Exercise requirements>
From the records, pick out and copy each line containing "anyhow".

[Start of Attachment]

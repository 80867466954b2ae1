use std::{env, io, path::PathBuf};

use anyhow::{anyhow, Result};

pub const APPLICATION_DIR_NAME: &str = "screentime";

/// Per-user directory holding the daily log, configuration and logs.
pub fn create_application_default_path() -> Result<PathBuf> {
    let mut path = base_state_dir()?;
    path.push(APPLICATION_DIR_NAME);

    match std::fs::create_dir_all(&path) {
        Ok(_) => Ok(path),
        Err(v) if v.kind() == io::ErrorKind::AlreadyExists => Ok(path),
        Err(v) => Err(v.into()),
    }
}

fn base_state_dir() -> Result<PathBuf> {
    cfg_if::cfg_if! {
        if #[cfg(windows)] {
            env::var("APPDATA")
                .map(PathBuf::from)
                .map_err(|_| anyhow!("APPDATA should be present on Windows"))
        } else {
            env::var("XDG_STATE_HOME")
                .map(PathBuf::from)
                .or_else(|_| {
                    env::var("HOME").map(|home| {
                        let mut path = PathBuf::from(home);
                        path.push(".local/state");
                        path
                    })
                })
                .map_err(|_| anyhow!("Couldn't find neither XDG_STATE_HOME nor HOME"))
        }
    }
}

/// Name of the logged in user, used to expand per-user launch paths.
pub fn current_user_name() -> Option<String> {
    env::var("USERNAME")
        .or_else(|_| env::var("USER"))
        .ok()
        .filter(|v| !v.is_empty())
}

[End of Attachment]

Exercise answer>
use anyhow::{anyhow, Result};
                .map_err(|_| anyhow!("APPDATA should be present on Windows"))
                .map_err(|_| anyhow!("Couldn't find neither XDG_STATE_HOME nor HOME"))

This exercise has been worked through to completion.